Why would we consider one of Xenon's VMX units to be the equivalent of an SPU?
For a best case basis for comparison! In terms of float calculations they have pretty much the same raw capability IIRC, but availability of data and SPU's dual-issue Float+Int could be a factor. That's why I said it'd be intersting to know what it is about SPUs that makes MLAA possible if it's not on other processors with similar wide vector units.
 
That's why I said it'd be intersting to know what it is about SPUs that makes MLAA possible if it's not on other processors with similar wide vector units.

Local store bandwidth, large register file + low instruction latency, dual issue and the wonders of the MFC (in combination with the rather good XDR bandwidth). :)

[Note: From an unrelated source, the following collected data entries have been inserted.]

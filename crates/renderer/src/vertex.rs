//! Vertex and instance layouts for the instanced body pipeline and the explosion
//! billboard pipeline.

use bytemuck::{Pod, Zeroable};

/// Standard vertex: position, normal, UV, and a base color tint.
#[repr(C)]
#[derive(Debug, Clone, Copy, Pod, Zeroable)]
pub struct Vertex {
    pub position: [f32; 3],
    pub normal: [f32; 3],
    pub tex_coords: [f32; 2],
    pub color: [f32; 4],
}

impl Vertex {
    pub fn new(position: [f32; 3], normal: [f32; 3], tex_coords: [f32; 2]) -> Self {
        Self {
            position,
            normal,
            tex_coords,
            color: [1.0, 1.0, 1.0, 1.0],
        }
    }

    pub fn layout() -> wgpu::VertexBufferLayout<'static> {
        wgpu::VertexBufferLayout {
            array_stride: std::mem::size_of::<Vertex>() as wgpu::BufferAddress,
            step_mode: wgpu::VertexStepMode::Vertex,
            attributes: &[
                wgpu::VertexAttribute {
                    offset: 0,
                    shader_location: 0,
                    format: wgpu::VertexFormat::Float32x3,
                },
                wgpu::VertexAttribute {
                    offset: std::mem::size_of::<[f32; 3]>() as wgpu::BufferAddress,
                    shader_location: 1,
                    format: wgpu::VertexFormat::Float32x3,
                },
                wgpu::VertexAttribute {
                    offset: std::mem::size_of::<[f32; 6]>() as wgpu::BufferAddress,
                    shader_location: 2,
                    format: wgpu::VertexFormat::Float32x2,
                },
            ],
        }
    }
}

/// Per-instance model matrix and color tint, for the instanced body pipeline.
#[repr(C)]
#[derive(Debug, Clone, Copy, Pod, Zeroable)]
pub struct InstanceData {
    pub model: [[f32; 4]; 4],
    pub color: [f32; 4],
}

impl InstanceData {
    pub fn new(model: [[f32; 4]; 4], color: [f32; 4]) -> Self {
        Self { model, color }
    }

    pub fn layout() -> wgpu::VertexBufferLayout<'static> {
        wgpu::VertexBufferLayout {
            array_stride: std::mem::size_of::<InstanceData>() as wgpu::BufferAddress,
            step_mode: wgpu::VertexStepMode::Instance,
            attributes: &[
                wgpu::VertexAttribute {
                    offset: 0,
                    shader_location: 3,
                    format: wgpu::VertexFormat::Float32x4,
                },
                wgpu::VertexAttribute {
                    offset: std::mem::size_of::<[f32; 4]>() as wgpu::BufferAddress,
                    shader_location: 4,
                    format: wgpu::VertexFormat::Float32x4,
                },
                wgpu::VertexAttribute {
                    offset: std::mem::size_of::<[f32; 8]>() as wgpu::BufferAddress,
                    shader_location: 5,
                    format: wgpu::VertexFormat::Float32x4,
                },
                wgpu::VertexAttribute {
                    offset: std::mem::size_of::<[f32; 12]>() as wgpu::BufferAddress,
                    shader_location: 6,
                    format: wgpu::VertexFormat::Float32x4,
                },
                wgpu::VertexAttribute {
                    offset: std::mem::size_of::<[f32; 16]>() as wgpu::BufferAddress,
                    shader_location: 7,
                    format: wgpu::VertexFormat::Float32x4,
                },
            ],
        }
    }
}

impl Default for InstanceData {
    fn default() -> Self {
        Self {
            model: glam::Mat4::IDENTITY.to_cols_array_2d(),
            color: [1.0, 1.0, 1.0, 1.0],
        }
    }
}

I suspect you could try making certain shortcuts to cut down on what you actually have to compute (that's seemingly what the GPU-MLAA guys did). I suspect if we ever see a CPU based AA scheme on the 360, that's what they are going to do.
 
Thanks T.B. And I suppose being able to bribg latency down by spreading the workload over 4-5 SPUs is also very helpful ...
 
Local store bandwidth, large register file + low instruction latency, dual issue and the wonders of the MFC (in combination with the rather good XDR bandwidth). :)
that's nice to hear. Something to add to the, "Is Cell actually good at anything?" thread. :D
 
Thanks T.B. And I suppose being able to bribg latency down by spreading the workload over 4-5 SPUs is also very helpful ...

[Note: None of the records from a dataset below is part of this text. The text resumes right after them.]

//! Mesh data structures and primitive generation. The render adapter draws every
//! simulation body (ships, bullets, planetoids, ring particles) as an instanced
//! sphere and every explosion as a camera-facing billboard quad; these are the only
//! primitives the adapter needs.

use crate::vertex::Vertex;
use glam::Vec3;
use wgpu::util::DeviceExt;

/// A GPU mesh with vertex and index buffers.
pub struct Mesh {
    pub vertex_buffer: wgpu::Buffer,
    pub index_buffer: wgpu::Buffer,
    pub num_indices: u32,
}

impl Mesh {
    pub fn new(device: &wgpu::Device, vertices: &[Vertex], indices: &[u32]) -> Self {
        let vertex_buffer = device.create_buffer_init(&wgpu::util::BufferInitDescriptor {
            label: Some("Vertex Buffer"),
            contents: bytemuck::cast_slice(vertices),
            usage: wgpu::BufferUsages::VERTEX,
        });

        let index_buffer = device.create_buffer_init(&wgpu::util::BufferInitDescriptor {
            label: Some("Index Buffer"),
            contents: bytemuck::cast_slice(indices),
            usage: wgpu::BufferUsages::INDEX,
        });

        Self {
            vertex_buffer,
            index_buffer,
            num_indices: indices.len() as u32,
        }
    }

    /// Create a billboard quad (XY plane, facing +Z). Use with a camera-facing
    /// rotation so explosions always face the viewer.
    pub fn billboard_quad(device: &wgpu::Device, size: f32) -> Self {
        let half = size / 2.0;
        let vertices = [
            Vertex::new([-half, -half, 0.0], [0.0, 0.0, 1.0], [0.0, 1.0]),
            Vertex::new([half, -half, 0.0], [0.0, 0.0, 1.0], [1.0, 1.0]),
            Vertex::new([half, half, 0.0], [0.0, 0.0, 1.0], [1.0, 0.0]),
            Vertex::new([-half, half, 0.0], [0.0, 0.0, 1.0], [0.0, 0.0]),
        ];
        let indices: [u32; 6] = [0, 1, 2, 2, 3, 0];
        Self::new(device, &vertices, &indices)
    }

    /// Create a UV sphere: the single shared mesh used to draw ships, bullets,
    /// planetoids, and ring particles at whatever radius their instance scales it to.
    pub fn sphere(device: &wgpu::Device, radius: f32, segments: u32, rings: u32) -> Self {
        let mut vertices = Vec::new();
        let mut indices = Vec::new();

        for ring in 0..=rings {
            let phi = std::f32::consts::PI * ring as f32 / rings as f32;
            let y = radius * phi.cos();
            let ring_radius = radius * phi.sin();

            for segment in 0..=segments {
                let theta = 2.0 * std::f32::consts::PI * segment as f32 / segments as f32;
                let x = ring_radius * theta.cos();
                let z = ring_radius * theta.sin();

                let position = [x, y, z];
                let normal = Vec3::new(x, y, z).normalize();
                let uv = [segment as f32 / segments as f32, ring as f32 / rings as f32];

                vertices.push(Vertex::new(position, normal.into(), uv));
            }
        }

        for ring in 0..rings {
            for segment in 0..segments {
                let current = ring * (segments + 1) + segment;
                let next = current + segments + 1;

                indices.push(current);
                indices.push(next);
                indices.push(current + 1);

                indices.push(current + 1);
                indices.push(next);
                indices.push(next + 1);
            }
        }

        Self::new(device, &vertices, &indices)
    }
}
/// One instanced draw call: a mesh plus the per-instance transforms/colors to draw it with.
pub struct DrawBatch {
    pub mesh_handle: MeshHandle,
    pub instances: Vec<InstanceData>,
}

/// Opaque handle to a mesh uploaded into the renderer.
#[derive(Debug, Clone, Copy, PartialEq, Eq)]
pub struct MeshHandle(pub u32);

/// Opaque handle to a texture atlas uploaded into the renderer.
#[derive(Debug, Clone, Copy, PartialEq, Eq)]
pub struct AtlasHandle(pub u32);

/// The narrow contract the simulation core draws through; it never sees `wgpu`
/// types. Implemented by [`Renderer`].
pub trait RenderAdapter {
    /// Load (or look up a cached) sphere mesh for body rendering. Every body shares
    /// one of a small number of tessellation levels, distinguished by `segments`.
    fn sphere_mesh(&mut self, segments: u32, rings: u32) -> MeshHandle;
    /// The shared explosion billboard quad.
    fn billboard_mesh(&mut self) -> MeshHandle;
    /// Load a model file's first mesh primitive, returning an opaque handle.
    fn load_model(&mut self, path: &Path) -> Result<MeshHandle>;
    /// Load an image file as an explosion-billboard atlas, returning an opaque handle.
    fn load_atlas(&mut self, path: &Path) -> Result<AtlasHandle>;
    /// Submit one frame: body instances drawn lit, billboard instances drawn
    /// additively facing the camera.
    fn draw_frame(&mut self, camera: &Camera, bodies: &[DrawBatch], billboards: &[DrawBatch]) -> Result<()>;
    fn resize(&mut self, width: u32, height: u32);
}

pub struct Renderer {
    pub surface: wgpu::Surface<'static>,
    pub device: wgpu::Device,
    pub queue: wgpu::Queue,
    pub config: wgpu::SurfaceConfiguration,
    pub size: winit::dpi::PhysicalSize<u32>,
    pub window: Arc<Window>,

    body_pipeline: wgpu::RenderPipeline,
    billboard_pipeline: wgpu::RenderPipeline,
    camera_bind_group_layout: wgpu::BindGroupLayout,
    camera_bind_group: wgpu::BindGroup,
    camera_buffer: wgpu::Buffer,
    camera_uniform: CameraUniform,
    depth_view: wgpu::TextureView,

    meshes: Vec<Mesh>,
    sphere_handle_by_tessellation: Vec<(u32, u32, MeshHandle)>,
    billboard_handle: Option<MeshHandle>,
    atlases: Vec<Texture>,
}
//! Thin wgpu render adapter. The core simulation never imports `wgpu`
//! directly — it draws through [`RenderAdapter`].

pub mod camera;
pub mod mesh;
pub mod model;
pub mod renderer;
pub mod texture;
pub mod vertex;

pub use camera::*;
pub use mesh::*;
pub use renderer::*;
pub use texture::Texture;
pub use vertex::*;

That is not really an "also". ;)
The higher your shared memory bandwidth is, the more processing units can you feed. This is where the rather fast XDR comes in. On the other hand, if you can move memory operations away from shared resources, the load on them gets reduced and you can again feed more units.
We're very heavy users of memory bandwidth, but the by far largest part of that is luckily local.
 
Or, just as with exclusive titles, shows even moreso than months and months of optimization by experienced, high-level developers at Santa Monica and SCEA (vs a small team of researchers) are offering something special here, providing better quality with better efficiency; and this in turn points to the advantages of huge corporations with deep pockets for funding show-off projects?
Sorry, this is all wrong. It seems from a later post that you got this from misinterpreting Cedric talking about general development time and thinking that quotes like "very long time", "a few months", "few weeks later" referred to work spent on SPU AA. That's not the case. As a game developer you should know that stuff gets worked on, then off, then on-again, then off-again, and the SPU AA code was no exception.

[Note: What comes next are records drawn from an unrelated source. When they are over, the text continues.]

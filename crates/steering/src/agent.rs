//! The kinematic state a steering behaviour needs to know about its agent.

use glam::Vec3;

/// A read-only snapshot of the agent's kinematic state, as seen by the steering
/// kernel. Callers (typically a unit-AI composition layer) build this from the
/// world's query interface each tick.
#[derive(Debug, Clone, Copy)]
pub struct AgentState {
    pub position: Vec3,
    pub velocity: Vec3,
    pub forward: Vec3,
    pub up: Vec3,
    pub right: Vec3,
    pub radius: f32,
    pub speed_max: f64,
    pub acceleration: f64,
    pub is_alive: bool,
}

impl AgentState {
    /// Truncate a velocity to this agent's maximum speed, preserving direction.
    pub fn clamp_to_max_speed(&self, velocity: Vec3) -> Vec3 {
        let speed = velocity.length() as f64;
        if speed > self.speed_max && speed > 1e-9 {
            velocity * (self.speed_max / speed) as f32
        } else {
            velocity
        }
    }
}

The SPU AA library was written primarily by Matteo and Tobias at ATG, and on our end Cedric did the integration. Some other people helped out here and there with stuff, but when it comes down to it, it was these three guys doing the work. I can't say exactly how many hours Matteo and Tobias spent on their end (I know how much time Cedric spent in total) but there sure as heck was no "months and months" of writing/optimization; that's totally made up by misreading what was said.

The library has been cleaned up since the early version we got, and today, basic integration can be done in a day. In our case what took extra time was sorting out "early adopter" issues (changing requirements; lots of going back and forth, with a day wasted on almost every issue due to inter-continent collaboration; etc) and to totally rearrange our rendering loop, because we wanted to make sure we placed the SPU AA cycles in exactly the right part of our frame, so as not to introduce additional latencies (which, for us, led to a LOT of rearrangements for our already convoluted rendering frame).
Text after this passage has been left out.